A Lei Geral de Proteção de Dados Pessoais (LGPD) não proíbe o compartilhamento de dados de saúde, mas o usuário precisa dar consentimento sobre isso, segundo Letícia Becker, advogada especializada em proteção de dados.
Open Health: o que esperar?
Em pleno funcionamento, algumas situações hoje hipotéticas serão realidade.
Imagine que uma pessoa com alergia a um determinado medicamento sofra um acidente na rua e é atendida por uma ambulância do SUS. “Com o Open Health funcionando, o socorrista poderia buscar o prontuário eletrônico único em segundos e saber essa informação para não dar um medicamento que possa ser prejudicial à saúde do paciente”, conta Pepe.
Também será mais fácil realizar a portabilidade de planos de saúde, quando o usuário tiver que atuar menos no processo e apenas escolher o novo plano compartilhando seus dados, conforme está previsto no fluxo definido pelo grupo de trabalho.
Há também, assim como no Open Finance, que o estímulo à concorrência reduza os preços dos serviços de planos de saúde ao consumidor. No relatório do grupo de trabalho, a redução de custos de transação é um dos objetivos do projeto.
“A alegação é de que vai ter redução de custo, que aconteceria por não ter uma mediação na contratação de planos de saúde. O próprio usuário poderia solicitar o plano e comparar as melhores opções. Mas isso teremos que esperar para testar na prática”, diz Pepe.
Seria possível também que um hospital tenha todo o histórico dos últimos seis exames de um paciente, quando o mesmo fosse usar a emergência por algum motivo, agilizando a tomada de decisão.

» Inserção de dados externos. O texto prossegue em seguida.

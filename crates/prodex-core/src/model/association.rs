use serde::{Deserialize, Serialize};
use std::fmt;

/// Upper bound of an association or link
#[derive(Debug, Clone, Copy, PartialEq, Eq, Serialize, Deserialize)]
#[serde(try_from = "CardinalityRepr", into = "CardinalityRepr")]
pub enum Cardinality {
    Bounded(u32),
    Unbounded,
}

impl Cardinality {
    /// True when more than one target is allowed
    pub fn is_many(&self) -> bool {
        match self {
            Cardinality::Bounded(n) => *n > 1,
            Cardinality::Unbounded => true,
        }
    }

    /// Check whether `count` targets respect this upper bound
    pub fn allows(&self, count: usize) -> bool {
        match self {
            Cardinality::Bounded(n) => count <= *n as usize,
            Cardinality::Unbounded => true,
        }
    }

    /// True when this bound is at least `min`
    pub fn is_at_least(&self, min: u32) -> bool {
        match self {
            Cardinality::Bounded(n) => *n >= min,
            Cardinality::Unbounded => true,
        }
    }

    /// Parse `*` or a non-negative number
    pub fn parse(text: &str) -> Option<Self> {
        let text = text.trim();
        if text == "*" {
            return Some(Cardinality::Unbounded);
        }
        text.parse().ok().map(Cardinality::Bounded)
    }
}

impl Default for Cardinality {
    fn default() -> Self {
        Cardinality::Bounded(1)
    }
}

impl fmt::Display for Cardinality {
    fn fmt(&self, f: &mut fmt::Formatter<'_>) -> fmt::Result {
        match self {
            Cardinality::Bounded(n) => write!(f, "{}", n),
            Cardinality::Unbounded => write!(f, "*"),
        }
    }
}

/// Wire form: a number or `"*"`
#[derive(Serialize, Deserialize)]
#[serde(untagged)]
enum CardinalityRepr {
    Count(u32),
    Text(String),
}

impl TryFrom<CardinalityRepr> for Cardinality {
    type Error = String;

    fn try_from(repr: CardinalityRepr) -> std::result::Result<Self, Self::Error> {
        match repr {
            CardinalityRepr::Count(n) => Ok(Cardinality::Bounded(n)),
            CardinalityRepr::Text(text) => Cardinality::parse(&text)
                .ok_or_else(|| format!("invalid cardinality '{}'", text)),
        }
    }
}

impl From<Cardinality> for CardinalityRepr {
    fn from(c: Cardinality) -> Self {
        match c {
            Cardinality::Bounded(n) => CardinalityRepr::Count(n),
            Cardinality::Unbounded => CardinalityRepr::Text("*".to_string()),
        }
    }
}

/// Association kind
#[derive(Debug, Clone, Copy, PartialEq, Eq, Default, Serialize, Deserialize)]
#[serde(rename_all = "snake_case")]
pub enum AssociationKind {
    CompositionMasterToDetail,
    CompositionDetailToMaster,
    Aggregation,
    #[default]
    Association,
}

impl AssociationKind {
    pub fn as_str(&self) -> &'static str {
        match self {
            AssociationKind::CompositionMasterToDetail => "composition_master_to_detail",
            AssociationKind::CompositionDetailToMaster => "composition_detail_to_master",
            AssociationKind::Aggregation => "aggregation",
            AssociationKind::Association => "association",
        }
    }

    pub fn parse(text: &str) -> Option<Self> {
        match text {
            "composition_master_to_detail" => Some(AssociationKind::CompositionMasterToDetail),
            "composition_detail_to_master" => Some(AssociationKind::CompositionDetailToMaster),
            "aggregation" => Some(AssociationKind::Aggregation),
            "association" => Some(AssociationKind::Association),
            _ => None,
        }
    }
}

/// Association owned by a type
///
/// The singular role name identifies the association within its owner.
/// `target`, `subsetted_derived_union` and `inverse_association` are names
/// resolved on demand.
#[derive(Debug, Clone, PartialEq, Serialize, Deserialize)]
pub struct Association {
    /// Qualified name of the target type
    pub target: String,

    pub target_role_singular: String,

    /// Required only when the max cardinality allows more than one target
    #[serde(default)]
    pub target_role_plural: String,

    #[serde(default)]
    pub min_cardinality: u32,

    #[serde(default)]
    pub max_cardinality: Cardinality,

    #[serde(default)]
    pub kind: AssociationKind,

    #[serde(default)]
    pub derived_union: bool,

    /// Name of the derived union this association is a subset of
    #[serde(default)]
    pub subsetted_derived_union: Option<String>,

    /// Narrows the same-named association of a supertype
    #[serde(default)]
    pub constrain: bool,

    /// Name of the bidirectional counterpart on the target type
    #[serde(default)]
    pub inverse_association: Option<String>,

    #[serde(default)]
    pub qualified: bool,
}

impl Association {
    /// Create a plain 0..1 association
    pub fn new(target: impl Into<String>, role_singular: impl Into<String>) -> Self {
        Self {
            target: target.into(),
            target_role_singular: role_singular.into(),
            target_role_plural: String::new(),
            min_cardinality: 0,
            max_cardinality: Cardinality::Bounded(1),
            kind: AssociationKind::Association,
            derived_union: false,
            subsetted_derived_union: None,
            constrain: false,
            inverse_association: None,
            qualified: false,
        }
    }

    /// Create a 0..* association with singular and plural role names
    pub fn to_many(
        target: impl Into<String>,
        role_singular: impl Into<String>,
        role_plural: impl Into<String>,
    ) -> Self {
        let mut association = Self::new(target, role_singular);
        association.target_role_plural = role_plural.into();
        association.max_cardinality = Cardinality::Unbounded;
        association
    }

    /// The association's name (its singular role)
    pub fn name(&self) -> &str {
        &self.target_role_singular
    }

    pub fn is_plural_required(&self) -> bool {
        self.max_cardinality.is_many()
    }

    pub fn is_subset_of_derived_union(&self) -> bool {
        self.subsetted_derived_union.is_some()
    }

    pub fn is_composition_detail_to_master(&self) -> bool {
        self.kind == AssociationKind::CompositionDetailToMaster
    }
}
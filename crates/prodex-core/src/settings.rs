//! Model settings loaded from `prodex.toml`

use std::path::Path;

use chrono::{NaiveDate, Utc};
use serde::Deserialize;

use crate::errors::{ProdexError, Result};
use crate::logging_facility::Profile;

/// Which validity date a copied generation gets
#[derive(Debug, Clone, Copy, PartialEq, Eq, Default, Deserialize)]
#[serde(rename_all = "snake_case")]
pub enum GenerationValidFrom {
    /// The working date of the copy
    #[default]
    WorkingDate,
    /// The source generation's own `valid_from`
    Source,
}

#[derive(Debug, Clone, PartialEq, Eq, Default, Deserialize)]
#[serde(default)]
pub struct CopySettings {
    pub generation_valid_from: GenerationValidFrom,
}

/// Settings that shape validation, structure building and copying
///
/// ```
/// use prodex_core::settings::ModelSettings;
///
/// let settings = ModelSettings::from_toml_str(r#"
///     working_date = "2024-01-01"
///     case_insensitive_property_names = false
/// "#).unwrap();
/// assert!(!settings.case_insensitive_property_names);
/// ```
#[derive(Debug, Clone, PartialEq, Eq, Deserialize)]
#[serde(default)]
pub struct ModelSettings {
    /// Date used to pick the effective generation; today (UTC) when unset
    pub working_date: Option<NaiveDate>,

    pub case_insensitive_property_names: bool,

    pub log_profile: Profile,

    pub copy: CopySettings,
}

impl Default for ModelSettings {
    fn default() -> Self {
        Self {
            working_date: None,
            case_insensitive_property_names: true,
            log_profile: Profile::default(),
            copy: CopySettings::default(),
        }
    }
}

impl ModelSettings {
    /// Parse settings from TOML text
    ///
    /// # Errors
    ///
    /// Returns `InvalidSettings` if the text is not valid settings TOML.
    pub fn from_toml_str(text: &str) -> Result<Self> {
        toml::from_str(text).map_err(|e| ProdexError::InvalidSettings {
            reason: e.to_string(),
        })
    }

    /// Load settings from a file; a missing file yields the defaults
    ///
    /// # Errors
    ///
    /// Returns `InvalidSettings` if the file exists but cannot be read or
    /// parsed.
    pub fn load(path: impl AsRef<Path>) -> Result<Self> {
        let path = path.as_ref();
        if !path.exists() {
            tracing::debug!(path = %path.display(), "no settings file, using defaults");
            return Ok(Self::default());
        }
        let text = std::fs::read_to_string(path).map_err(|e| ProdexError::InvalidSettings {
            reason: format!("{}: {}", path.display(), e),
        })?;
        Self::from_toml_str(&text)
    }

    /// The configured working date, or today
    pub fn effective_working_date(&self) -> NaiveDate {
        self.working_date.unwrap_or_else(|| Utc::now().date_naive())
    }

    pub fn with_working_date(mut self, date: NaiveDate) -> Self {
        self.working_date = Some(date);
        self
    }
}
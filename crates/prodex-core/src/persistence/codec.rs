//! JSON encoding of document trees
//!
//! Components are stored as the JSON form of their `DocumentNode`. The
//! digest of that form identifies a stored revision: equal components
//! always produce equal digests because attribute maps are ordered.

use sha2::{Digest, Sha256};

use crate::errors::Result;
use crate::model::ProductComponent;

use super::document::{DocumentNode, FromDocumentNode, ToDocumentNode};

/// # Errors
///
/// Returns `Serialization` if JSON encoding fails.
pub fn encode_node(node: &DocumentNode) -> Result<String> {
    Ok(serde_json::to_string(node)?)
}

/// # Errors
///
/// Returns `Serialization` if the text is not a JSON document tree.
pub fn decode_node(text: &str) -> Result<DocumentNode> {
    Ok(serde_json::from_str(text)?)
}

/// # Errors
///
/// Returns `Serialization` if JSON encoding fails.
pub fn encode_component(component: &ProductComponent) -> Result<String> {
    encode_node(&component.to_document_node())
}

/// # Errors
///
/// - `Serialization` if the text is not JSON
/// - `InvalidDocument` if the tree is not a product component
pub fn decode_component(text: &str) -> Result<ProductComponent> {
    ProductComponent::from_document_node(&decode_node(text)?)
}

/// Hex SHA256 of an encoded document
pub fn document_digest(encoded: &str) -> String {
    let mut hasher = Sha256::new();
    hasher.update(encoded.as_bytes());
    hex::encode(hasher.finalize())
}

/// Digest of a component's canonical encoding
///
/// # Errors
///
/// Returns `Serialization` if JSON encoding fails.
pub fn component_digest(component: &ProductComponent) -> Result<String> {
    Ok(document_digest(&encode_component(component)?))
}

#[cfg(test)]
mod tests {
    use super::*;
    use crate::errors::ProdexError;
    use crate::model::{Generation, Link};
    use chrono::NaiveDate;

    fn sample() -> ProductComponent {
        let mut component = ProductComponent::new("motor.Basic", "motor.MotorPolicy");
        let mut generation = Generation::new(NaiveDate::from_ymd_opt(2024, 1, 1).unwrap());
        generation.add_link(Link::new("Coverage", "motor.Collision"));
        component.add_generation(generation);
        component
    }

    #[test]
    fn test_component_survives_encoding() {
        let component = sample();
        let text = encode_component(&component).unwrap();
        assert_eq!(decode_component(&text).unwrap(), component);
    }

    #[test]
    fn test_digest_is_stable_and_content_sensitive() {
        let a = component_digest(&sample()).unwrap();
        assert_eq!(a, component_digest(&sample()).unwrap());
        assert_eq!(a.len(), 64);

        let mut changed = sample();
        changed.generations[0].links[0].target = "motor.Theft".to_string();
        assert_ne!(a, component_digest(&changed).unwrap());
    }

    #[test]
    fn test_decode_errors() {
        assert!(matches!(
            decode_component("not json"),
            Err(ProdexError::Serialization { .. })
        ));
        assert!(matches!(
            decode_component(r#"{"name":"Type"}"#),
            Err(ProdexError::InvalidDocument { .. })
        ));
    }
}
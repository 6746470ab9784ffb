//! Formula parameter resolution
//!
//! Works out which declared formula parameters (and attribute paths through
//! them) a formula expression references. The result is advisory: it feeds
//! dependency and test-input tooling, while syntax and typing are left to a
//! `FormulaCompiler`. Anything that cannot be resolved is left out rather
//! than reported.

use std::collections::BTreeSet;
use std::sync::LazyLock;

use regex::Regex;

use crate::errors::PxError;
use crate::hierarchy::find_attribute;
use crate::model::{Parameter, TableContentUsage};
use crate::ops::ModelStore;

static STRING_LITERAL_RE: LazyLock<Regex> =
    LazyLock::new(|| Regex::new(r#""(?:[^"\\]|\\.)*""#).unwrap());

static IDENTIFIER_RE: LazyLock<Regex> = LazyLock::new(|| {
    Regex::new(r"\b[A-Za-z_][A-Za-z0-9_]*(?:\.[A-Za-z_][A-Za-z0-9_]*)*").unwrap()
});

/// Lookup context for resolving identifiers
#[derive(Clone, Copy)]
pub struct FormulaContext<'a> {
    pub store: &'a ModelStore,
    /// Project the formula's component belongs to
    pub project: &'a str,
    /// Table usages of the generation holding the formula
    pub table_usages: &'a [TableContentUsage],
}

/// Identifiers in `expression` that refer to `params`
///
/// - a plain parameter name is included as is
/// - `param.attr[.attr...]` is included when every segment resolves as an
///   attribute of the previous segment's datatype
/// - `Enum.value` literals, table usage column accesses, function names and
///   text inside string literals are not parameters
pub fn resolve_parameters(
    expression: &str,
    params: &[Parameter],
    context: &FormulaContext<'_>,
) -> BTreeSet<String> {
    let source = STRING_LITERAL_RE.replace_all(expression, " ");
    let mut found = BTreeSet::new();

    for m in IDENTIFIER_RE.find_iter(&source) {
        let is_call = source[m.end()..].trim_start().starts_with('(');
        let candidate = if is_call {
            // `param.method(..)` still references `param`.
            match m.as_str().rsplit_once('.') {
                Some((receiver, _)) => receiver,
                None => continue,
            }
        } else {
            m.as_str()
        };

        if let Some(identifier) = resolve_identifier(candidate, params, context) {
            found.insert(identifier);
        }
    }
    found
}

fn resolve_identifier(
    candidate: &str,
    params: &[Parameter],
    context: &FormulaContext<'_>,
) -> Option<String> {
    let mut segments = candidate.split('.');
    let first = segments.next()?;

    if context
        .table_usages
        .iter()
        .any(|u| u.structure_usage == first)
    {
        return None;
    }
    if is_enum_literal(candidate, context.store) {
        return None;
    }

    let param = params.iter().find(|p| p.name == first)?;
    let mut datatype = param.datatype.as_str();
    for segment in segments {
        let ty = context.store.find_type(context.project, datatype)?;
        let (_, attribute) = find_attribute(context.store, ty, segment)?;
        datatype = attribute.datatype.as_str();
    }
    Some(candidate.to_string())
}

fn is_enum_literal(candidate: &str, store: &ModelStore) -> bool {
    let Some((enum_name, value)) = candidate.rsplit_once('.') else {
        return false;
    };
    store
        .find_enum(enum_name)
        .is_some_and(|e| e.has_value(value))
}

/// Result of compiling a formula expression
#[derive(Debug, Clone, PartialEq, Eq)]
pub enum CompileOutcome {
    Compiled {
        /// Inferred result datatype
        datatype: String,
        /// Identifiers the compiler saw
        identifiers: Vec<String>,
    },
    Invalid {
        reason: String,
    },
}

/// Expression compiler for formulas
///
/// An `Err` means the compiler itself failed and is propagated unchanged;
/// an invalid expression is an `Ok(CompileOutcome::Invalid)`.
pub trait FormulaCompiler {
    fn compile(&self, expression: &str, params: &[Parameter]) -> Result<CompileOutcome, PxError>;
}
//! Structured logging facility for prodex
//!
//! - Single initialization point via `init(profile)`
//! - Structured logging macros (`log_op_start!`, `log_op_end!`, `log_op_error!`)
//! - Test capture mode for deterministic assertions
//!
//! # Usage
//!
//! ```rust
//! use prodex_core::logging_facility::{init, Profile};
//!
//! init(Profile::Development);
//! ```

pub mod init;
pub mod macros;
pub mod test_capture;

pub use init::{init, Profile};
pub use test_capture::{init_test_capture, CapturedEvent, TestCapture};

Outra possibilidade é o médico em seu consultório ter acesso a exames que outro colega pediu um mês atrás de forma digitalizada puxando os dados do paciente na plataforma que seria uma base de dados universal. Isso evitaria, por exemplo, o paciente tenha que fazer o mesmo exame duas vezes.
“O setor privado se beneficia mais com o ‘Close Health’, a ineficiência gera lucro. Fazer dois exames é melhor que um só para o lucro da empresa. Uma abertura maior de dados vai baratear tratamentos e teremos mais informações para tratar a saúde. O plano de saúde deve passar a olhar o paciente de forma longitudinal e ao longo do tempo”, afirma Jorge Carvalho, head de saúde da Semantix,
Carvalho afirma que essa possibilidade também abre espaço para mais concorrência com health techs (statups de saúde) e outros players oferecendo novos produtos e serviços a partir de acesso a novos dados.
“A ideia é que o paciente seja um imã de seus dados. A gente produz dados de saúde todo dia, com a nossa rotina de alimentação, exercícios e exames. Tudo o que o ser humano faz é relevante para a saúde. Ter padronização de dados e conseguir capturá-los de forma organizada pode ajudar a salvar mais vidas”, afirma Paul.
“Poderemos também fazer estatísticas que não temos hoje e isso pode ajudar na criação de políticas públicas. Ter uma base de qualidade sempre traz informações que podem ser úteis na melhora da assistência para a população”, afirma a diretora da Origin.
Com o avanço dos estudos e o desenvolvimento da plataforma de Open Health, será possível exemplificar mais situações em que o ecossistema aberto de dados de saúde estará inserido no cotidiano do consumidor.